Шейндл-долговязая на кухне не торопится, полощет чайник. Буня говорит:
— Сцепились, слава тебе господи!..
Она имеет в виду Михоела Левина и его дочь.
— Нашла коса на камень. Теперь сами спать не будут и людям не дадут…
При каждом звонке из спальни она повторяет:
— Ну вот, готовьтесь. Спать уж не дадут… пропала ночь…
В таком случае от Пенека легко добиться, чтобы он отправился в свою постельку.
Его кроватку перенесли по соседству с отцовской спальней, поставили за полуоткрытой дверью. Это сделали сейчас же после отъезда матери и «детей». Но сейчас Пенек и не думает засыпать. Лежа в темноте с открытыми глазами, он готовится ловить каждое слово из тех, которыми отец и сестра будут честить друг друга, постарается ничего не упустить. В такие вечера можно узнать много любопытного. А Пенек, этот маленький отверженец, выросший на кухне, твердо знает: на других не надейся! Не подслушаешь — ничего знать не будешь, в дураках останешься.
Пенек так и поступил: улегся в кроватке и навострил уши. Беседа отца с сестрой только началась. По ту сторону тонкой двери Шейндл-важная говорит отцу:
— Тебе ехать надо. И ты поедешь. Обязан поехать.
— Обязан? — слабым, удивленным голосом спрашивает отец. — То есть как обязан?

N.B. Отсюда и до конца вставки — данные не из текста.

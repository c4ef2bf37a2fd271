//! Configuration system for the quiltt terminal.
//!
//! This crate provides the settings model and everything needed to keep it
//! in sync with the user's `~/.config/quiltt/config.lua`:
//!
//! - Hex color parsing into normalized RGBA
//! - The `Config` record and its compiled-in defaults
//! - Home/config path resolution
//! - A per-call sandboxed Lua evaluator and the field-by-field merge
//! - Modification-time polling for live reload

pub mod color;
pub mod config;
pub mod defaults;
pub mod error;
pub mod loader;
pub mod merge;
pub mod paths;
pub mod script;
pub mod watcher;

// Re-export main types for convenience
pub use color::{ColorParseError, Rgba, parse_hex_into};
pub use config::{Config, PALETTE_SIZE};
pub use error::ConfigError;
pub use loader::{ConfigLoader, LoadOutcome};
pub use merge::{ConfigDiagnostic, MergeReport, merge_bindings};
pub use paths::{APP_NAME, CONFIG_FILE_NAME, ConfigPaths, HomeSource};
pub use script::{Bindings, RECOGNIZED_GLOBALS, ScriptValue};
pub use watcher::{ConfigReloadEvent, ReloadWatcher};
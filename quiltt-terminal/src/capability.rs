//! The terminal capability consumed by the config applier.
//!
//! The real implementation is a terminal widget (PTY, rendering, input) that
//! lives outside this repository. The config core only ever talks to it
//! through this trait and only hands it copies of config values.

use quiltt_config::{PALETTE_SIZE, Rgba};
use serde::{Deserialize, Serialize};
use thiserror::Error;

use crate::font::FontDescription;

/// Cursor blink setting as understood by the terminal.
#[derive(Debug, Clone, Copy, PartialEq, Eq, Serialize, Deserialize, Default)]
#[serde(rename_all = "lowercase")]
pub enum CursorBlinkMode {
    #[default]
    On,
    Off,
}

impl From<bool> for CursorBlinkMode {
    fn from(blink: bool) -> Self {
        if blink {
            CursorBlinkMode::On
        } else {
            CursorBlinkMode::Off
        }
    }
}

/// Failure reported by the terminal collaborator.
#[derive(Debug, Error)]
pub enum TerminalError {
    /// The terminal refused a value.
    #[error("terminal rejected {setting}: {reason}")]
    Rejected {
        setting: &'static str,
        reason: String,
    },

    /// The terminal has gone away (window closed, widget destroyed).
    #[error("terminal is no longer available")]
    Closed,
}

/// Settings a terminal accepts from the config pipeline.
pub trait Terminal {
    fn set_font(&mut self, font: &FontDescription) -> Result<(), TerminalError>;

    fn set_foreground(&mut self, color: Rgba) -> Result<(), TerminalError>;

    fn set_background(&mut self, color: Rgba) -> Result<(), TerminalError>;

    fn set_cursor_color(&mut self, color: Rgba) -> Result<(), TerminalError>;

    fn set_highlight_color(&mut self, color: Rgba) -> Result<(), TerminalError>;

    /// Replace all 16 ANSI colors at once.
    fn set_palette(&mut self, palette: &[Rgba; PALETTE_SIZE]) -> Result<(), TerminalError>;

    fn set_scrollback_lines(&mut self, lines: u32) -> Result<(), TerminalError>;

    fn set_bold_is_bright(&mut self, bold_is_bright: bool) -> Result<(), TerminalError>;

    fn set_cursor_blink_mode(&mut self, mode: CursorBlinkMode) -> Result<(), TerminalError>;
}
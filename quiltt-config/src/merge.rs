//! Field-by-field merge of script bindings into a [`Config`].
//!
//! This is where "last known good per field" lives. Each recognized binding
//! is checked on its own: a well-typed, valid value overwrites the field, and
//! anything else leaves the field as it was. Wrong types are skipped
//! silently; malformed colors are reported as diagnostics.

use std::fmt;

use crate::color::{ColorParseError, Rgba};
use crate::config::{Config, PALETTE_SIZE};
use crate::error::ConfigError;
use crate::script::{Bindings, ScriptValue};

/// A binding that had the right type but an unusable value.
#[derive(Debug, Clone, PartialEq)]
pub struct ConfigDiagnostic {
    /// Script global the value came from.
    pub field: &'static str,
    /// Palette slot (0-based) when `field` is `"palette"`.
    pub slot: Option<usize>,
    pub error: ColorParseError,
}

impl ConfigDiagnostic {
    /// Binding name as the script spells it, e.g. `palette[6]`.
    pub fn location(&self) -> String {
        match self.slot {
            // Shown with the script's 1-based index.
            Some(slot) => format!("{}[{}]", self.field, slot + 1),
            None => self.field.to_string(),
        }
    }

    pub fn to_error(&self) -> ConfigError {
        ConfigError::InvalidColorFormat {
            field: self.location(),
            source: self.error.clone(),
        }
    }
}

impl fmt::Display for ConfigDiagnostic {
    fn fmt(&self, f: &mut fmt::Formatter<'_>) -> fmt::Result {
        write!(f, "{}: {}", self.location(), self.error)
    }
}

/// What a merge changed and what it rejected.
#[derive(Debug, Clone, Default, PartialEq)]
pub struct MergeReport {
    /// Script globals that updated at least one field, in merge order.
    pub updated: Vec<&'static str>,
    pub diagnostics: Vec<ConfigDiagnostic>,
}

impl MergeReport {
    pub fn is_unchanged(&self) -> bool {
        self.updated.is_empty()
    }

    fn touched(&mut self, field: &'static str) {
        if !self.updated.contains(&field) {
            self.updated.push(field);
        }
    }
}

/// Apply `bindings` onto `config` in place.
pub fn merge_bindings(config: &mut Config, bindings: &Bindings) -> MergeReport {
    let mut report = MergeReport::default();

    if let Some(interval) = integer(bindings, "config_reload_interval") {
        config.reload_interval_seconds = interval;
        report.touched("config_reload_interval");
    }

    if let Some(font) = string(bindings, "font") {
        config.font = font.to_string();
        report.touched("font");
    }

    merge_color(bindings, "foreground", &mut config.foreground, &mut report);
    merge_color(bindings, "background", &mut config.background, &mut report);
    merge_color(bindings, "cursor", &mut config.cursor, &mut report);
    merge_color(bindings, "highlight", &mut config.highlight, &mut report);

    merge_palette(bindings, &mut config.palette, &mut report);

    if let Some(lines) = integer(bindings, "scrollback_lines") {
        match u32::try_from(lines) {
            Ok(lines) => {
                config.scrollback_lines = lines;
                report.touched("scrollback_lines");
            }
            Err(_) => log::trace!("Ignoring out-of-range scrollback_lines = {lines}"),
        }
    }

    if let Some(bold) = boolean(bindings, "bold_is_bright") {
        config.bold_is_bright = bold;
        report.touched("bold_is_bright");
    }

    if let Some(blink) = boolean(bindings, "cursor_blink") {
        config.cursor_blink = blink;
        report.touched("cursor_blink");
    }

    report
}

fn skipped(name: &str, value: &ScriptValue, expected: &str) {
    if *value != ScriptValue::Nil {
        log::trace!(
            "Ignoring config global '{name}': expected {expected}, got {}",
            value.type_name()
        );
    }
}

fn string<'a>(bindings: &'a Bindings, name: &str) -> Option<&'a str> {
    let value = bindings.get(name);
    let s = value.as_str();
    if s.is_none() {
        skipped(name, value, "string");
    }
    s
}

fn integer(bindings: &Bindings, name: &str) -> Option<i64> {
    let value = bindings.get(name);
    let i = value.as_integer();
    if i.is_none() {
        skipped(name, value, "integer");
    }
    i
}

fn boolean(bindings: &Bindings, name: &str) -> Option<bool> {
    let value = bindings.get(name);
    let b = value.as_bool();
    if b.is_none() {
        skipped(name, value, "boolean");
    }
    b
}

fn merge_color(
    bindings: &Bindings,
    name: &'static str,
    dest: &mut Rgba,
    report: &mut MergeReport,
) {
    let Some(hex) = string(bindings, name) else {
        return;
    };
    match Rgba::from_hex(hex) {
        Ok(color) => {
            *dest = color;
            report.touched(name);
        }
        Err(error) => report.diagnostics.push(ConfigDiagnostic {
            field: name,
            slot: None,
            error,
        }),
    }
}

fn merge_palette(
    bindings: &Bindings,
    palette: &mut [Rgba; PALETTE_SIZE],
    report: &mut MergeReport,
) {
    let value = bindings.get("palette");
    let Some(entries) = value.as_sequence() else {
        skipped("palette", value, "table");
        return;
    };

    for (slot, (entry, dest)) in entries.iter().zip(palette.iter_mut()).enumerate() {
        let Some(hex) = entry.as_str() else {
            continue;
        };
        match Rgba::from_hex(hex) {
            Ok(color) => {
                *dest = color;
                report.touched("palette");
            }
            Err(error) => report.diagnostics.push(ConfigDiagnostic {
                field: "palette",
                slot: Some(slot),
                error,
            }),
        }
    }
}
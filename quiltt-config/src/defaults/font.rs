//! Default values for font settings.

/// Pango-style description: family followed by point size.
pub fn font() -> String {
    "Monospace 12".to_string()
}
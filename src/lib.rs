// Library exports for testing and potential library use
//
// The binary is a thin wrapper around `app::App`: it installs the log bridge,
// builds a single-threaded Tokio runtime and runs the reload timer until a
// shutdown signal arrives. Everything the timer touches lives on that one
// thread, so `App` needs no locking.

/// Application version (root crate version, for use by sub-crates).
pub const VERSION: &str = env!("CARGO_PKG_VERSION");

pub mod app;
pub mod debug;

pub use quiltt_config::{Config, ConfigPaths, HomeSource};
pub use quiltt_terminal::{HeadlessTerminal, Terminal};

— Конечно, обязан! — Шейндл-важная энергично наступает. — Я забочусь о твоем здоровье. Это забота не только о тебе, но и обо мне, о маме, о детях, о городе, о всей округе. Да, нечего улыбаться! Кассир Мойше сегодня показывал мне по книгам: вокруг твоих дел тридцать четыре семьи кормятся. Упаси бог, тебя не станет, им что же, по миру идти?
— Вот как! — подтрунивает над ней отец. — Даже книги в конторе просмотрела. Видать, к сегодняшнему вечеру ты основательно подготовилась…
Шейндл перехватила меру лести, допускаемой Левиным. Поэтому он морщится.
— Оставь… О семьях, что кормятся вокруг моих дел, лучше не говори. Противно мне. Не ребенок же я, чтобы меня уламывать: ты, мол, чудненький, открой ротик, покушай кашку… Не поеду я! Вот и все. Оставь меня. Не хочу я ехать!
— Не хочешь?
Шейндл-важная глубоко задета. У нее сразу пропадает желание ходить вокруг да около. Сам отец довел ее до этого. Ее судорожно сжатые губы вот-вот выпалят дерзость. Зубы готовы вцепиться в противника.
— И «ты» решаешься мне сказать: «Я не хочу»? — Ее голос хоть и не громок, но полон возмущения. — «Ты» не хочешь… Кто же это «ты»? А — я? А мне ты хоть раз в жизни позволил сказать: «Я не хочу»? Забыл уже? Хорошо. Тогда я тебе напомню. За Бериша я вышла по твоей воле или по своему желанию? Кто этого добивался, я или ты?